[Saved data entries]

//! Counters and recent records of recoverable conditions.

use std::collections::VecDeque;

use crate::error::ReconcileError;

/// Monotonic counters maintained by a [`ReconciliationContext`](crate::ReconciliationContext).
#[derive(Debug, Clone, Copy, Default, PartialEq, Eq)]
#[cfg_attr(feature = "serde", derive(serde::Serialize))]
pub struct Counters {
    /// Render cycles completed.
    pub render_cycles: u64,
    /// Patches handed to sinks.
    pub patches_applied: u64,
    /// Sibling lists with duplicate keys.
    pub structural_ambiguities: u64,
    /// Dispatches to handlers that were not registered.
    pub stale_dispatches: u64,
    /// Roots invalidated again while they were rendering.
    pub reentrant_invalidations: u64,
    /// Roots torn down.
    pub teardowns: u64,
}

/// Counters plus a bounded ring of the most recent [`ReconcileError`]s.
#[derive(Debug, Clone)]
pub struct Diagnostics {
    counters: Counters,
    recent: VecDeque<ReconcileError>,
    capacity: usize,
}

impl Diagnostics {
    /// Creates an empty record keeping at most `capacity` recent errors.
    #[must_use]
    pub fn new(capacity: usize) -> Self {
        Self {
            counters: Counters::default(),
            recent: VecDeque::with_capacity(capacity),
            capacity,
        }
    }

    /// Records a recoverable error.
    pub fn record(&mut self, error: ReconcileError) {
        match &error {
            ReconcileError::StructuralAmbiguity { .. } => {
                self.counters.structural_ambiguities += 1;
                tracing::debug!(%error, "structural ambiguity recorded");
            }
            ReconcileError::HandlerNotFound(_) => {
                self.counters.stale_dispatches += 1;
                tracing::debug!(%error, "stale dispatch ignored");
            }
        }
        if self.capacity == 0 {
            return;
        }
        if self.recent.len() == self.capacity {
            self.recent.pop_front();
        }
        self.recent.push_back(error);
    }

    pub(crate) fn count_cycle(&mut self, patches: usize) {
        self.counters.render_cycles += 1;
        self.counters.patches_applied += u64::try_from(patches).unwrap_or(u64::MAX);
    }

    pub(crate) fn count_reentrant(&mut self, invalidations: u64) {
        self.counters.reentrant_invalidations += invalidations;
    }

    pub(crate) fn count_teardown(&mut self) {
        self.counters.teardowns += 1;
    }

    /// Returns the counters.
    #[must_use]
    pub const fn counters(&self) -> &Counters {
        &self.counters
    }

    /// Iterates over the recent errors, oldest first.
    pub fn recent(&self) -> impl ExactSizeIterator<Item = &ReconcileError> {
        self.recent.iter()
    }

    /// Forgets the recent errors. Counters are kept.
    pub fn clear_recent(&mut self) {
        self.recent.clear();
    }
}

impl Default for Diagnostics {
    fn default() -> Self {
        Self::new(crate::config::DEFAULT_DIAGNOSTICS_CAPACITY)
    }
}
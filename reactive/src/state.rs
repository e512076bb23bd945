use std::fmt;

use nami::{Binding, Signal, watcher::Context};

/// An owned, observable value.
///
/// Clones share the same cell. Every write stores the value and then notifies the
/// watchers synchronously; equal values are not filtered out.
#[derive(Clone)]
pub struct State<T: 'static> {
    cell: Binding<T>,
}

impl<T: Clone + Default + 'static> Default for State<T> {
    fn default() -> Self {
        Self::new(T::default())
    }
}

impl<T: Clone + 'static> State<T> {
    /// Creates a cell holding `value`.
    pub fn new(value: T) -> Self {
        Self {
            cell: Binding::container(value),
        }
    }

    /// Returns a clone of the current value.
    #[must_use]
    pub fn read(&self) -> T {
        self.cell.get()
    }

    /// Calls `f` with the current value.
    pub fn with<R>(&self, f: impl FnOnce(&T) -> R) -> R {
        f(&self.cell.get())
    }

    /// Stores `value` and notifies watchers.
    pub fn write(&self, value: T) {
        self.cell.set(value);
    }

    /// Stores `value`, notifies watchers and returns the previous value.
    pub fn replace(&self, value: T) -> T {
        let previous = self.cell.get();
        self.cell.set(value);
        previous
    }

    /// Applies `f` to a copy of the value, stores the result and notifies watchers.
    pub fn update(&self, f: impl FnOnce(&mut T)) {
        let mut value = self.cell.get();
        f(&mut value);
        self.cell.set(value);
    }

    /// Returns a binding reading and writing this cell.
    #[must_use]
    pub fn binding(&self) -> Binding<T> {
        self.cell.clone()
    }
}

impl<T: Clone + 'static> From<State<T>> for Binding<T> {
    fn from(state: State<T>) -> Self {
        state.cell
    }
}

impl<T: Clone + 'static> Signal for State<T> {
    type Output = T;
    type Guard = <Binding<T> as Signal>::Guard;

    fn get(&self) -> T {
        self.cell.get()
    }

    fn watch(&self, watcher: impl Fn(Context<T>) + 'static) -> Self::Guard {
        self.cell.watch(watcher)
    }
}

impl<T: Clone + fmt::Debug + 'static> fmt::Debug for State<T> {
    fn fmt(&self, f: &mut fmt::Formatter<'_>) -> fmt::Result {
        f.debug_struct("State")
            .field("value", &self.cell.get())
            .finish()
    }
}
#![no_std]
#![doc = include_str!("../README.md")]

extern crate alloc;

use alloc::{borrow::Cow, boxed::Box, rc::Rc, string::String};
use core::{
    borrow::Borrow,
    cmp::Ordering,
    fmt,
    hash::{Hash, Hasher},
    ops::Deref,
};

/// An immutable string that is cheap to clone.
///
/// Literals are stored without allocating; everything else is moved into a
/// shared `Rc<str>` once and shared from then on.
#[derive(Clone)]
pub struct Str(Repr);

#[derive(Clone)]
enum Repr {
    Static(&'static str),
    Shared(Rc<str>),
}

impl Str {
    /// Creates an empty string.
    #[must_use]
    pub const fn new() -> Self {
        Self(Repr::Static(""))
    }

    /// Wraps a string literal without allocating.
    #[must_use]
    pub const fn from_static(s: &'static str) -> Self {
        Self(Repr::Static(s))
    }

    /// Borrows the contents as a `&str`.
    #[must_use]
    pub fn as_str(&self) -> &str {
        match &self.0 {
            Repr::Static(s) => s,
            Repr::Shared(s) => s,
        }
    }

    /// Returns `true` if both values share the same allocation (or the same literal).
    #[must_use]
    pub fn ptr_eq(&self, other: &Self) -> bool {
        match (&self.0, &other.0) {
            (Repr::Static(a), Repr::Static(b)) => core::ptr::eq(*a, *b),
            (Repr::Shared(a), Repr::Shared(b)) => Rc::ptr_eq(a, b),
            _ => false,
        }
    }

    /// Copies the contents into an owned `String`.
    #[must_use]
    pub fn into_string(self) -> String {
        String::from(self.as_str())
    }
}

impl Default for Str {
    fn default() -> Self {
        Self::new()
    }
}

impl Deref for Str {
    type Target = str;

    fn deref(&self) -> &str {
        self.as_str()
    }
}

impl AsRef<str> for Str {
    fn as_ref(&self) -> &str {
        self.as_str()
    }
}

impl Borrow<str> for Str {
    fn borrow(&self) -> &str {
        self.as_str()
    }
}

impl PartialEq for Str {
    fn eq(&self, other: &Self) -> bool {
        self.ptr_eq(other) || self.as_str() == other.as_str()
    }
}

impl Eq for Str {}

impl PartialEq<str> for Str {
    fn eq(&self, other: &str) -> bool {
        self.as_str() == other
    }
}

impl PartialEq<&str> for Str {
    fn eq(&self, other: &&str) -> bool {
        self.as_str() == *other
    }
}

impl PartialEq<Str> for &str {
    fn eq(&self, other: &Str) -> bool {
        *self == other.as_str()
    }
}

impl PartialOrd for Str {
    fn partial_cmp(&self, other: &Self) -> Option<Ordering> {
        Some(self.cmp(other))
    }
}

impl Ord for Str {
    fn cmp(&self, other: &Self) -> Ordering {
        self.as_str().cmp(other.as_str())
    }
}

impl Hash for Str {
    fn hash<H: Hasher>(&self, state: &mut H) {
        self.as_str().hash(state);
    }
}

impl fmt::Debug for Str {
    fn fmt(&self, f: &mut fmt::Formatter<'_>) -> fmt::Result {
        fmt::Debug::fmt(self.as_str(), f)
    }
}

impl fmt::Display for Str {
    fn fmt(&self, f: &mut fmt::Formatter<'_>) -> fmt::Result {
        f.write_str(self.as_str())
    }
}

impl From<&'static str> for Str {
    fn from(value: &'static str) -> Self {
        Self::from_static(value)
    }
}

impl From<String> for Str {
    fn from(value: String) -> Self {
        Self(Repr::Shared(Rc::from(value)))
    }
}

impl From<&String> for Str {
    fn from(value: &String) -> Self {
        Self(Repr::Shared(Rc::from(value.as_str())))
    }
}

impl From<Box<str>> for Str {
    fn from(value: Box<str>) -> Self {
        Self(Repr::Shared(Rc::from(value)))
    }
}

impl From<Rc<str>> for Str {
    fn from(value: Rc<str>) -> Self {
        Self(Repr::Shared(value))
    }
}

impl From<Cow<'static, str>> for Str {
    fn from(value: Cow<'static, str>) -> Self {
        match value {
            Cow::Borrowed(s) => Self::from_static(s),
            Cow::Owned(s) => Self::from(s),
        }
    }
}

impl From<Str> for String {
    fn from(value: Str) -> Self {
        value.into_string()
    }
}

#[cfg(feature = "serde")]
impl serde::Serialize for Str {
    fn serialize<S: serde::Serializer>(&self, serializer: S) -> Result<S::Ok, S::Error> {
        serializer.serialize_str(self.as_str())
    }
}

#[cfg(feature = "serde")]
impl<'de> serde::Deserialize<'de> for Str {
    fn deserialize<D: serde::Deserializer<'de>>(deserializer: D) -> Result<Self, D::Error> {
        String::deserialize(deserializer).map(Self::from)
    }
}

* _Exercise details_:
Look through the records above for the string "type", then copy every line that has it.

* _Solution to this problem_:
    type Output = T;
    type Guard = <Binding<T> as Signal>::Guard;
    type Target = str;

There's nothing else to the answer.